Answer 1

Private Bytes refer to the amount of memory that the process executable has asked for - not necessarily the amount it is actually using. They are "private" because they (usually) exclude memory-mapped files (i.e. shared DLLs). But - here's the catch - they don't necessarily exclude memory allocated by those files. There is no way to tell whether a change in private bytes was due to the executable itself, or due to a linked library. Private bytes are also not exclusively physical memory; they can be paged to disk or in the standby page list (i.e. no longer in use, but not paged yet either).

Working Set refers to the total physical memory (RAM) used by the process. However, unlike private bytes, this also includes memory-mapped files and various other resources, so it's an even less accurate measurement than the private bytes. This is the same value that gets reported in Task Manager's "Mem Usage" and has been the source of endless amounts of confusion in recent years. Memory in the Working Set is "physical" in the sense that it can be addressed without a page fault; however, the standby page list is also still physically in memory but not reported in the Working Set, and this is why you might see the "Mem Usage" suddenly drop when you minimize an application.

Virtual Bytes are the total virtual address space occupied by the entire process. This is like the working set, in the sense that it includes memory-mapped files (shared DLLs), but it also includes data in the standby list and data that has already been paged out and is sitting in a pagefile on disk somewhere. The total virtual bytes used by every process on a system under heavy load will add up to significantly more memory than the machine actually has.

So the relationships are:

• Private Bytes are what your app has actually allocated, but include pagefile usage;
• Working Set is the non-paged Private Bytes plus memory-mapped files;
• Virtual Bytes are the Working Set plus paged Private Bytes and standby list.

Answer 2

The priority of a process has nothing to do with memory use. The priority of a process is related to how much time that process has access to the CPU. When you set a process to realtime it is given the highest priority. This may sound good but it is usually a bad thing because it will then be able to block other processes. If you have a program which sometimes uses all of your CPU power and causes problems with other applications then lowering this may help. There is really never a need for you to raise this unless it is for an application which you have created. By default, most application that need this raised will do so upon installation.
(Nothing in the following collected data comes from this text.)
//! View equivalence and view-serializability.
//!
//! Two schedules over the same transactions are view-equivalent when they
//! agree on which transactions read initial values, which write each read
//! observes, and which transaction writes each object last. A schedule is
//! view-serializable when it is view-equivalent to some serial ordering of
//! its transactions.
//!
//! Deciding view-serializability is NP-complete in general. The checker
//! takes two exact shortcuts before falling back to brute force: a
//! conflict-serializable schedule is always view-serializable, and a
//! non-conflict-serializable schedule without blind writes never is. Only
//! schedules with blind writes reach the factorial permutation search,
//! which is acceptable at teaching scale.

use alloc::vec::Vec;
use core::fmt::Debug;
use core::hash::Hash;

use hashbrown::{HashMap, HashSet};

use crate::classify::conflict::conflict_serializable;
use crate::graph::digraph::DiGraph;
use crate::schedule::decompose::{drop_aborts, number, transaction_ids, transactions};
use crate::schedule::types::{Action, Schedule, TransactionId};

/// Maps each object to the transaction ids that read it before any write.
///
/// Ids are listed in schedule order; a transaction appears once per
/// qualifying read. Objects never read before their first write are
/// absent.
#[must_use]
pub fn first_reads<Object>(schedule: &[Action<Object>]) -> HashMap<Object, Vec<TransactionId>>
where
    Object: Eq + Hash + Clone,
{
    let mut reads: HashMap<Object, Vec<TransactionId>> = HashMap::new();
    let mut written: HashSet<Object> = HashSet::new();
    for action in schedule {
        match action {
            Action::Read {
                transaction,
                object,
            } => {
                if !written.contains(object) {
                    reads.entry(object.clone()).or_default().push(*transaction);
                }
            }
            Action::Write { object, .. } => {
                written.insert(object.clone());
            }
            Action::Commit { .. } | Action::Abort { .. } => {}
        }
    }
    reads
}

/// Maps each object to the transaction that writes it last.
///
/// Objects never written are absent.
#[must_use]
pub fn last_writers<Object>(schedule: &[Action<Object>]) -> HashMap<Object, TransactionId>
where
    Object: Eq + Hash + Clone,
{
    let mut writers = HashMap::new();
    for action in schedule {
        match action {
            Action::Write {
                transaction,
                object,
            } => {
                writers.insert(object.clone(), *transaction);
            }
            Action::Read { .. } | Action::Commit { .. } | Action::Abort { .. } => {}
        }
    }
    writers
}

/// Builds the view graph of a schedule.
///
/// Actions are numbered per transaction first, then every read gets an
/// edge to the most recent preceding numbered write of the same object.
/// A read with no preceding write gets no edge. The numbering keeps nodes
/// distinct when a transaction repeats an action.
#[must_use]
pub fn view_graph<Object>(schedule: &[Action<Object>]) -> DiGraph<(usize, Action<Object>)>
where
    Object: Eq + Hash + Clone + Debug,
{
    let mut graph = DiGraph::default();
    let mut last_written: HashMap<Object, (usize, Action<Object>)> = HashMap::new();
    for (position, action) in number(schedule) {
        match &action {
            Action::Write { object, .. } => {
                last_written.insert(object.clone(), (position, action.clone()));
            }
            Action::Read { object, .. } => {
                if let Some(write) = last_written.get(object) {
                    graph.add_edge((position, action.clone()), write.clone());
                }
            }
            Action::Commit { .. } | Action::Abort { .. } => {}
        }
    }
    graph
}

/// Decides whether two schedules are view-equivalent.
///
/// After dropping aborted transactions from both, the schedules must agree
/// on first reads, on the view graph, and on the final writer of every
/// object. The three conditions are independently necessary, so the first
/// mismatch short-circuits.
///
/// # Panics
///
/// Both schedules must range over the identical set of transaction ids.
/// A violation is a contract breach by the caller and panics rather than
/// being absorbed into an incorrect boolean.
#[must_use]
pub fn view_equivalent<Object>(s1: &[Action<Object>], s2: &[Action<Object>]) -> bool
where
    Object: Eq + Hash + Clone + Debug,
{
    let ids1: HashSet<TransactionId> = transaction_ids(s1).into_iter().collect();
    let ids2: HashSet<TransactionId> = transaction_ids(s2).into_iter().collect();
    assert!(
        ids1 == ids2,
        "view equivalence requires schedules over the same transactions: {ids1:?} vs {ids2:?}",
    );

    let s1 = drop_aborts(s1);
    let s2 = drop_aborts(s2);

    first_reads(&s1) == first_reads(&s2)
        && view_graph(&s1) == view_graph(&s2)
        && last_writers(&s1) == last_writers(&s2)
}

/// Invokes `found` on every permutation of `items` (Heap's algorithm),
/// stopping early as soon as `found` returns `true`.
fn any_permutation<T, F>(k: usize, items: &mut [T], found: &mut F) -> bool
where
    F: FnMut(&[T]) -> bool,
{
    if k <= 1 {
        return found(items);
    }
    for i in 0..k {
        if any_permutation(k - 1, items, found) {
            return true;
        }
        if i < k - 1 {
            if k % 2 == 0 {
                items.swap(i, k - 1);
            } else {
                items.swap(0, k - 1);
            }
        }
    }
    false
}

/// Decides whether a schedule is view-serializable.
///
/// Aborted transactions are ignored. The check proceeds in three stages:
///
/// 1. Conflict-serializability implies view-serializability, which settles
///    the common case without any search.
/// 2. A schedule that is not conflict-serializable can only be
///    view-serializable through a blind write (a write to an object the
///    transaction has not itself read earlier). No blind write anywhere
///    means not view-serializable.
/// 3. Otherwise every permutation of the per-transaction partitions is
///    concatenated into a serial candidate and tested for view
///    equivalence against the original. Factorial in transaction count.
#[must_use]
pub fn view_serializable<Object>(schedule: &[Action<Object>]) -> bool
where
    Object: Eq + Hash + Clone + Debug,
{
    let schedule = drop_aborts(schedule);

    if conflict_serializable(&schedule) {
        return true;
    }

    let partitions = transactions(&schedule);

    let mut blind_write = false;
    for partition in &partitions {
        let mut objects_read: HashSet<Object> = HashSet::new();
        for action in partition {
            match action {
                Action::Write { object, .. } => {
                    if !objects_read.contains(object) {
                        blind_write = true;
                    }
                }
                Action::Read { object, .. } => {
                    objects_read.insert(object.clone());
                }
                Action::Commit { .. } | Action::Abort { .. } => {}
            }
        }
    }
    if !blind_write {
        return false;
    }

    tracing::debug!(
        transactions = partitions.len(),
        "no shortcut applies, enumerating serial permutations"
    );

    let mut partitions = partitions;
    let count = partitions.len();
    let mut is_equivalent = |ordering: &[Schedule<Object>]| {
        let candidate: Schedule<Object> = ordering.iter().flatten().cloned().collect();
        view_equivalent(&candidate, &schedule)
    };
    any_permutation(count, &mut partitions, &mut is_equivalent)
}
BTW, if you have a multicore system then the priority matters far less because the system will also distribute the load across cores. If you have a multicore system you are going to have much better luck playing with the affinity of an application which adjust the preferred core it uses. Most of your apps will just use the first core. If you want better responsiveness from a certain app just put it on another core which isn't being used as much. Also, if you have hyperthreading then you'll want to keep in mind that the even numbered cores are bogus and should be thought of as just a small bonus to the previous core. It gets even more complicated if you are using dynamic overclocking and you have it configured for asymmetric clock speeds because in this case all of your core except the first will typically be underclocked untill you start doing something demanding. If this is the case you really don't want to mess with affinity unless you are sure that all of your cores are operating at full speed.